## WHAT THIS TASK INVOLVES
Copy out exactly the lines from the first line of the material below through the line containing "renderer is notified", and nothing beyond them.

## INFORMATION
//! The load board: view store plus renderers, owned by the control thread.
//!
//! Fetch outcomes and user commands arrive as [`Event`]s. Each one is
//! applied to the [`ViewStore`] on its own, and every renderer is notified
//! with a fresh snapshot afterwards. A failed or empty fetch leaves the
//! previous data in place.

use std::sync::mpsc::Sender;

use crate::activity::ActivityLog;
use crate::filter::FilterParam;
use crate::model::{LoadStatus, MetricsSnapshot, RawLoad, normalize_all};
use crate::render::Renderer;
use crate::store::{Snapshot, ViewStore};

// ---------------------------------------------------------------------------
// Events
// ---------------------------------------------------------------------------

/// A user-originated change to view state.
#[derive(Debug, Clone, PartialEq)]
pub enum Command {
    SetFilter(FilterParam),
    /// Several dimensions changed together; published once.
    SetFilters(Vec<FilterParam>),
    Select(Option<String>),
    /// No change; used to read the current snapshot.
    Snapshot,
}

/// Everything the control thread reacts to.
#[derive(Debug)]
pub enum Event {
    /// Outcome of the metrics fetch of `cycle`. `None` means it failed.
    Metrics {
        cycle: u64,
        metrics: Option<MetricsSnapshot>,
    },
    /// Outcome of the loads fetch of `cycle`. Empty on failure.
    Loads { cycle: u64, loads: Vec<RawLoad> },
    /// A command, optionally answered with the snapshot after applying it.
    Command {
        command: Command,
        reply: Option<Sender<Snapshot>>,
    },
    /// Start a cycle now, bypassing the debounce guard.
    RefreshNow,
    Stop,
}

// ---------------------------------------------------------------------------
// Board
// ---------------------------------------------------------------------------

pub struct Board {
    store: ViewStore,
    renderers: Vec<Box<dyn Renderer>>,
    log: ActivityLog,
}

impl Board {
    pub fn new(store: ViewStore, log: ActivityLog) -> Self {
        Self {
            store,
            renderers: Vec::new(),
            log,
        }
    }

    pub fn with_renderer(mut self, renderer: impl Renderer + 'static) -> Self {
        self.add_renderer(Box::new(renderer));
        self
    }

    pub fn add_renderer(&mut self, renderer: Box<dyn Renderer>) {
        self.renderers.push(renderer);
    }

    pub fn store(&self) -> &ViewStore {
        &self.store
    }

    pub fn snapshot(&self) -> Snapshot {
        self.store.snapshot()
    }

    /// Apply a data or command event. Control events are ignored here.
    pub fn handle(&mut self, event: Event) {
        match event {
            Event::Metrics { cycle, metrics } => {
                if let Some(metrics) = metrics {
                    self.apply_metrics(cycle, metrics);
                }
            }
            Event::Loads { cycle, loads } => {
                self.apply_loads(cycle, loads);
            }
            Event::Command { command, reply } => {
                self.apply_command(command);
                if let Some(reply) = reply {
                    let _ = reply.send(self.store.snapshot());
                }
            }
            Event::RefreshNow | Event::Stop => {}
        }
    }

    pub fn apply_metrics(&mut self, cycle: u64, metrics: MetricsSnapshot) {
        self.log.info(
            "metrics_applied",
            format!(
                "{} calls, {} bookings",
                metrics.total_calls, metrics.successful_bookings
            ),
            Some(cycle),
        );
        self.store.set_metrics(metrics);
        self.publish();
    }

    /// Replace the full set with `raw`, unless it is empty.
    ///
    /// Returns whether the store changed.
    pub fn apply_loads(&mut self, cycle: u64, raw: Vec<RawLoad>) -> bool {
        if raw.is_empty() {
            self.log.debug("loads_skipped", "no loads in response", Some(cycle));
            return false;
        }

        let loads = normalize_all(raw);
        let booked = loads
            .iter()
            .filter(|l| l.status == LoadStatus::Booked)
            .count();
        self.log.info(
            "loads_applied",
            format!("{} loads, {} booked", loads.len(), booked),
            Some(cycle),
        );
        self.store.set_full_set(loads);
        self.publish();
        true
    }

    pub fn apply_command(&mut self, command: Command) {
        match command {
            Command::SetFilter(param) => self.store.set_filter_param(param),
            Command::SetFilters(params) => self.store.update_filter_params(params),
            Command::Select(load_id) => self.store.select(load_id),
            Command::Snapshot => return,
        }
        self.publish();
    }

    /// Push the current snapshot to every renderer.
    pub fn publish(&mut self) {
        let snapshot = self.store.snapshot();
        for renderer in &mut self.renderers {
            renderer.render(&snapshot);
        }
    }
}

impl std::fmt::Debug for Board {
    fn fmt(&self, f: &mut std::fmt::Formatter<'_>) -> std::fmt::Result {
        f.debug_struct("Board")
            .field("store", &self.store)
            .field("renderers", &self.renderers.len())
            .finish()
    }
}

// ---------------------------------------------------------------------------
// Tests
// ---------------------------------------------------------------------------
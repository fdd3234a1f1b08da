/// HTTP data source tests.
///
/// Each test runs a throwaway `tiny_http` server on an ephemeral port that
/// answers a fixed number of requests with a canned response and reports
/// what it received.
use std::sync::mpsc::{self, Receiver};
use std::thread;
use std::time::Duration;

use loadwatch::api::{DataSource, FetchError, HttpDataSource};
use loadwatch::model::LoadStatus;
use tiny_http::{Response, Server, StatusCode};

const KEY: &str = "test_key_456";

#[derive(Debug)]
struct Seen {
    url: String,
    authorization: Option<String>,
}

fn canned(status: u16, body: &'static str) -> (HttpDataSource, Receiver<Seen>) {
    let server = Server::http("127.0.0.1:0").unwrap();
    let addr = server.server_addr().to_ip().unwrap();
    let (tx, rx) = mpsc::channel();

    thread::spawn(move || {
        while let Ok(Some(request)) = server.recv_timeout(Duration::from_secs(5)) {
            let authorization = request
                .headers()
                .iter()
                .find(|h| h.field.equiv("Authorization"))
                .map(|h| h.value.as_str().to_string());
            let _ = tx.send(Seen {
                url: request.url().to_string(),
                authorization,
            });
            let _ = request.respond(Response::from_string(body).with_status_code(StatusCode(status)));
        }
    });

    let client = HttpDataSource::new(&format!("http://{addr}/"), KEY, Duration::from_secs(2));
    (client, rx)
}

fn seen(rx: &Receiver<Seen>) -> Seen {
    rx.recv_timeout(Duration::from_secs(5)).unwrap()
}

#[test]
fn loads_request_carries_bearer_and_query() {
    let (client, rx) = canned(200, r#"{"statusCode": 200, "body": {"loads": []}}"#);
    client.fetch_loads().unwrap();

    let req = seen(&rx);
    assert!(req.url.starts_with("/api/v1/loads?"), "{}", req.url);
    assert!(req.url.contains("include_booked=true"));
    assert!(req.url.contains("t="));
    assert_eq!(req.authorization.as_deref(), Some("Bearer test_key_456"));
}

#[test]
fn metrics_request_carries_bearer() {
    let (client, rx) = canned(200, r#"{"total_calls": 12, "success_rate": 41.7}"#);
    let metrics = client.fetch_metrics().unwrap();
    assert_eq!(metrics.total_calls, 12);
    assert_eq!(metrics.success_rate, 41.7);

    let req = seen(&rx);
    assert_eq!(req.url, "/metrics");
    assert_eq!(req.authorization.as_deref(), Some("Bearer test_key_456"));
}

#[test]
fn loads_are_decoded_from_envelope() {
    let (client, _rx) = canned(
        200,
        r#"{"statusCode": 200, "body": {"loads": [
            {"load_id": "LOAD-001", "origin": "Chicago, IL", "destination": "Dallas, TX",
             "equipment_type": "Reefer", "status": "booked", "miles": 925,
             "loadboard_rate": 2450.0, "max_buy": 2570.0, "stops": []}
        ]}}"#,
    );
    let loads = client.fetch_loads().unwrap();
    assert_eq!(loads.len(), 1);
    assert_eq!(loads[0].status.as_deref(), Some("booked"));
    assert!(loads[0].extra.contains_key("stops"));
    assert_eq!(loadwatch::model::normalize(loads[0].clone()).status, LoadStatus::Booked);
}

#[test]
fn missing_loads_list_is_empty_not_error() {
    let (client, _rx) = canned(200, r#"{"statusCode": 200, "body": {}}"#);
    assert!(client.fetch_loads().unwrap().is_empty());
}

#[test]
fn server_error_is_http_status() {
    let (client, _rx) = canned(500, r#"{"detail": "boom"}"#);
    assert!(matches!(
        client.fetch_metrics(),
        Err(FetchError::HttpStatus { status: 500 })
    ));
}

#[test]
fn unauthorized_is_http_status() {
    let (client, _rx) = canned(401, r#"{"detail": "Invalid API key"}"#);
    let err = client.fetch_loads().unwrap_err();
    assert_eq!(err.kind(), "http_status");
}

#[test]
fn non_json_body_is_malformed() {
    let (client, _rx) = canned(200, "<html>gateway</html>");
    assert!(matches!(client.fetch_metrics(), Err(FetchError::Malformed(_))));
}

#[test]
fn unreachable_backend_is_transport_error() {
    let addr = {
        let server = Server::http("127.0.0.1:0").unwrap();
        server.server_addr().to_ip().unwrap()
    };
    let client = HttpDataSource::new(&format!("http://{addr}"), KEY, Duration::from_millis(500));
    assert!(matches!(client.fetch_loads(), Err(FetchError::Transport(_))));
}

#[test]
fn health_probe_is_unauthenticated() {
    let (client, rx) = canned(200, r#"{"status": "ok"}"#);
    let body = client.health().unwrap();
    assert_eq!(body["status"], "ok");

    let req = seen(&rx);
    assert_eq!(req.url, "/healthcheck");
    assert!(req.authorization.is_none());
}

## RESPONSE BELOW
//! The load board: view store plus renderers, owned by the control thread.
//!
//! Fetch outcomes and user commands arrive as [`Event`]s. Each one is
//! applied to the [`ViewStore`] on its own, and every renderer is notified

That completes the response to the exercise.